[Dataset entries]
<<<<

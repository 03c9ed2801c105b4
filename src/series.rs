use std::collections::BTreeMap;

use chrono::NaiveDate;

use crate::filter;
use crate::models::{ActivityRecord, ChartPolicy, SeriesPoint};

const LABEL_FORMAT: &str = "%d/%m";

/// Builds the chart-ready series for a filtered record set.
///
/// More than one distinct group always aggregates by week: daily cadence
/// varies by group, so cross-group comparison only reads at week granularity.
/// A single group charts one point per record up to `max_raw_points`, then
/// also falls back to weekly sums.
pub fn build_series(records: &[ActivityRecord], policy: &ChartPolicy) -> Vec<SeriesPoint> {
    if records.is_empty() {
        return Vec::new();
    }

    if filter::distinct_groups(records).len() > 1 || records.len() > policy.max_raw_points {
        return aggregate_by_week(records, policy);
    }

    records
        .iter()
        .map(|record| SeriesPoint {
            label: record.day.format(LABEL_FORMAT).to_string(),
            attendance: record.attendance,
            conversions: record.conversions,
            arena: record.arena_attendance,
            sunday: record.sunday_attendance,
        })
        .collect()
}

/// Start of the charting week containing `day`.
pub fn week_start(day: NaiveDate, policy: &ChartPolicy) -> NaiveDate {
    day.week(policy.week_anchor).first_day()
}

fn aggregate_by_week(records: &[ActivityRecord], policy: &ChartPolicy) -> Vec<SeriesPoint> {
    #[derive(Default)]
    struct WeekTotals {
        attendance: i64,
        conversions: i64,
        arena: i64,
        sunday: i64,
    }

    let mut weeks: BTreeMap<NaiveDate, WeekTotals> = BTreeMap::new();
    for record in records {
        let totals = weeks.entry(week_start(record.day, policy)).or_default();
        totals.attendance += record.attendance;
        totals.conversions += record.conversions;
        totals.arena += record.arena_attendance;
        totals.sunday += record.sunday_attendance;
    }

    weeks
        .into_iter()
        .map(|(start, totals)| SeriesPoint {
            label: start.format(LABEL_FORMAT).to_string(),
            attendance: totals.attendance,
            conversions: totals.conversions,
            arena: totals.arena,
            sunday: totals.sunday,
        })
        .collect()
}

>>>>
<<<<

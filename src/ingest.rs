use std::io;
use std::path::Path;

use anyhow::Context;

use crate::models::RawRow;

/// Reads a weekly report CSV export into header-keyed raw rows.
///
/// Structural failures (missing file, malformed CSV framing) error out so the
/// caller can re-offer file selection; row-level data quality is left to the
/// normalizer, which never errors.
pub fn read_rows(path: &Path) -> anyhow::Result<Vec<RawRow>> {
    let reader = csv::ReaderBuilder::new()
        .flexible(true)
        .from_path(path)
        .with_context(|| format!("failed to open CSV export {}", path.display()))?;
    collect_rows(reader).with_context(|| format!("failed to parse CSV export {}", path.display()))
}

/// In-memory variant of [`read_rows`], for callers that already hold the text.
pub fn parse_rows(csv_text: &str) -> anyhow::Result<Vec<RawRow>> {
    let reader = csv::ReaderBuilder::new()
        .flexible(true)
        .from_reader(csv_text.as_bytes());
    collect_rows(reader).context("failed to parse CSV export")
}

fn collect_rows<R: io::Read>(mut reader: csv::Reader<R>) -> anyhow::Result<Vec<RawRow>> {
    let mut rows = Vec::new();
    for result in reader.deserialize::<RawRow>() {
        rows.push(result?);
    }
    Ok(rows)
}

>>>>

**Problem to solve:** Identify the lines of the data that contain the word "RawRow". Copy each of them.

**Response to the exercise:**
use crate::models::RawRow;
pub fn read_rows(path: &Path) -> anyhow::Result<Vec<RawRow>> {
pub fn parse_rows(csv_text: &str) -> anyhow::Result<Vec<RawRow>> {
fn collect_rows<R: io::Read>(mut reader: csv::Reader<R>) -> anyhow::Result<Vec<RawRow>> {
    for result in reader.deserialize::<RawRow>() {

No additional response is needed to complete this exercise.